Dans un article que j’avais publié, dans la période préélectorale de 2007, dans le Quotidien Walfadjri, il m’était apparu que « plusieurs raisons de taille militent massivement en faveur de la constitution d’un vaste consensus politique autour des idées Maître Wade». Parmi celles-ci, j’en avais souligné et analysé au moins trois: d’abord la dimension de l’homme politique, ensuite ses ambitions affichées pour un Sénégal nouveau dans une Afrique promise à « un grand destin » et enfin les incertitudes qui calfeutrent et obstruent la lisibilité de l’après Wade». J’avais axé mon argumentaire autour de trois idées clefs : La première raison concerne son âge avancé que l’Opposition caricature comme un handicap. Pour ma part, je pensais alors que cet âge avancé est une grande chance si la classe politique sait en faire un bon usage. Comme étant l’une des dernières grandes figures historiques de l’Afrique de l’Ouest francophone, son ambition ne serait certainement pas de s’incruster au pouvoir. La seconde raison est relative aux ambitions et succès économiques et sociaux remportés par l’alternance. Les travaux herculéens d’envergure attestent une claire volonté de marquer son passage en laissant à la postérité une œuvre indélébile». La troisième raison est que « le Président peut être l’arbitre et le régulateur de la vie politique d’autant plus qu’il a clairement déclaré qu’il ne briguera pas un troisième mandat. Cette déclaration lui confère de facto une excellente posture d’un arbitre au dessus de tout soupçon et capable da faire réaliser au pays une seconde transition démocratique calme et apaisée qui conjure d’avec les éventuels soubresauts de la recomposition de l’espace politique».

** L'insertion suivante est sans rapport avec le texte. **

use std::sync::Mutex;

use async_trait::async_trait;
use chrono::{DateTime, Utc};

use crate::{
    google_calendar::{CalendarPort, EventResource},
    Error, Result,
};

/// A calendar kept in memory.
///
/// Inserted events are listed by later calls, so a run can be replayed against it.
#[derive(Default)]
pub(crate) struct FakeCalendar {
    pub(crate) events: Mutex<Vec<EventResource>>,
    /// Insertions fail once the calendar holds this many events.
    pub(crate) fail_after: Option<usize>,
    pub(crate) fail_listing: bool,
}

impl FakeCalendar {
    pub(crate) fn with_events(events: Vec<EventResource>) -> Self {
        Self {
            events: Mutex::new(events),
            ..Self::default()
        }
    }

    pub(crate) fn events(&self) -> Vec<EventResource> {
        self.events.lock().unwrap().clone()
    }
}

#[async_trait]
impl CalendarPort for FakeCalendar {
    async fn list_upcoming(&self, _time_min: DateTime<Utc>) -> Result<Vec<EventResource>> {
        if self.fail_listing {
            return Err(Error::CalendarAccess(String::from("401 Unauthorized")));
        }
        Ok(self.events())
    }

    async fn insert(&self, event: &EventResource) -> Result<()> {
        let mut events = self.events.lock().unwrap();
        if self.fail_after.is_some_and(|limit| events.len() >= limit) {
            return Err(Error::CalendarWrite(String::from("403 Rate Limit Exceeded")));
        }
        events.push(event.clone());
        Ok(())
    }
}
//! This client looks up a property's collection page and parses it into collection events.

use std::collections::HashMap;

use chrono::NaiveDate;
use log::debug;
use regex::Regex;
use scraper::{Html, Selector};

use crate::{
    date_parser::parse_date,
    model::{CollectionEvent, CollectionType},
    Result,
};

/// Post the property reference to the lookup endpoint and return the page.
pub async fn lookup(endpoint: &str, uprn: &str) -> Result<String> {
    debug!("Looking up {uprn} at {endpoint}");
    let client = reqwest::Client::new();
    let response = client
        .post(endpoint)
        .form(&HashMap::from([("uprn", uprn)]))
        .send()
        .await?
        .error_for_status()?;
    Ok(response.text().await?)
}

/// Parse the lookup page into the next collection of each type.
///
/// The page lists the next refuse, recycling and garden collection in its first three `<dd>`
/// elements. Empty entries are skipped, as is a garden entry marked "N/A" for properties
/// without a garden waste subscription.
pub fn parse(html: &str, today: NaiveDate) -> Result<Vec<CollectionEvent>> {
    let dom = Html::parse_document(html);
    let dd_selector = Selector::parse("dd").unwrap();
    let mut texts = dom
        .select(&dd_selector)
        .map(|element| element.text().collect::<String>().trim().to_owned());
    let refuse = texts.next().unwrap_or_default();
    let recycling = texts.next().unwrap_or_default();
    // the garden date may carry a footnote marker
    let footnote_regex = Regex::new(r"\s*\*$").unwrap();
    let garden = footnote_regex
        .replace(&texts.next().unwrap_or_default(), "")
        .into_owned();
    debug!("Found refuse {refuse:?}, recycling {recycling:?}, garden {garden:?}");

    let mut events = vec![];
    for (kind, text) in [
        (CollectionType::Refuse, refuse),
        (CollectionType::Recycling, recycling),
        (CollectionType::Garden, garden),
    ] {
        if text.is_empty() || (kind == CollectionType::Garden && text.contains("N/A")) {
            continue;
        }
        events.push(CollectionEvent::new(kind, parse_date(&text, today)?));
    }
    Ok(events)
}
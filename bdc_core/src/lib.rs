//! This crate keeps a Google calendar in sync with a council's bin collection dates.
//!
//! The dates are scraped from the council's lookup page for a single property and written
//! as all-day `Bin Day - <Type>` events, skipping days that already carry one.

pub mod bin_events;
pub mod config;
pub mod date_parser;
pub mod error;
pub mod google_calendar;
pub mod lookup_client;
pub mod model;
pub mod sync;
pub mod throttle;

#[cfg(test)]
mod test_support;

pub use error::{Error, Result};
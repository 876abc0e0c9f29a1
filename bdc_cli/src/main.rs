use anyhow::Result;
use bdc_core::{
    config::Config,
    sync::{self, SyncOptions},
};
use clap::Parser;
use log::info;

/// Add the upcoming bin collection days of a property to a Google calendar.
///
/// Every setting can also be given in the environment or a `.env` file.
#[derive(Debug, Parser)]
#[command(version)]
pub struct Arguments {
    /// the council's collection lookup URL
    #[arg(long, env = "ENDPOINT")]
    pub endpoint: String,
    /// the unique property reference number
    #[arg(long, env = "UPRN")]
    pub uprn: String,
    /// the service account's email address
    #[arg(long, env = "GOOGLE_SA_CLIENT_EMAIL")]
    pub client_email: String,
    /// the service account's PEM private key, line breaks may be written as `\n`
    #[arg(
        long,
        env = "GOOGLE_SA_PRIVATE_KEY",
        hide_env_values = true,
        allow_hyphen_values = true
    )]
    pub private_key: String,
    /// the calendar to add the events to
    #[arg(long, env = "CALENDAR_ID")]
    pub calendar_id: String,
    /// only log the events which would be created
    #[arg(long)]
    pub dry_run: bool,
}

impl TryFrom<&Arguments> for Config {
    type Error = bdc_core::Error;

    fn try_from(value: &Arguments) -> Result<Self, Self::Error> {
        Config::new(
            &value.endpoint,
            &value.uprn,
            &value.client_email,
            &value.private_key,
            &value.calendar_id,
        )
    }
}

#[tokio::main]
async fn main() -> Result<()> {
    dotenvy::dotenv().ok();
    env_logger::Builder::from_env(env_logger::Env::default().default_filter_or("info")).init();
    let args = Arguments::parse();
    let config = Config::try_from(&args)?;
    let report = sync::run(
        &config,
        SyncOptions {
            dry_run: args.dry_run,
        },
    )
    .await?;
    info!(
        "{} collections found, {} bin events already in the calendar, {} created",
        report.candidates, report.existing, report.created
    );
    Ok(())
}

Les arguments développés pour la validité de sa candidature, et notamment le troisième, me semblent, aujourd’hui, revenus en surface pour soulever des débats passionnés au double plan juridique et politique.

Après les différentes péripéties, le débat ne se déroule pas encore avec toute la sérénité requise ; bien au contraire, il prend même des relents de guerre civile verbale avec un affermissement des positions. Il faut alors le ramener d’abord au niveau des scientifiques du droit, donc entre constitutionnalistes et cela en dehors des dérapages et des outrances qui sont les fosses dans lesquelles il faut éviter de tomber car cela risque d’ébranler sérieusement les fondements de notre démocratie en tout point exemplaire. Si les divergences persistent, alors Il existe bel et bien en République le pouvoir d’arbitrage des juges qui est, dans le cas d’espèce, le Conseil Constitutionnel dont l’attribution majeure est de lire le droit sur la question. Il doit en être ainsi pour ceux qui acceptent de vivre en République sur le sacro saint principe de la séparation des pouvoirs. Il est évident qu’en parlant de l’institution Conseil Constitutionnel, des précédents dramatiques et de triste mémoire apparaissent : la démission historique non encore élucidée du Juge sénégalais Kéba Mbaye et le syndrome de la proclamation des résultats électoraux par mon ami le Doyen Yao Ndré qui a brûlé la Côte d’Ivoire. Bien entendu, ces deux exemples ont introduit suspicion et scepticisme. Dès lors, que faire pour dissiper ces ruptures de confiance ? Dans pareille contexture, quel que soit le verdict des juges, les risques de troubles graves demeurent énormes. Cette impasse ne peut se résoudre que par le dialogue préalable entre les protagonistes significatifs, sérieux et sincères.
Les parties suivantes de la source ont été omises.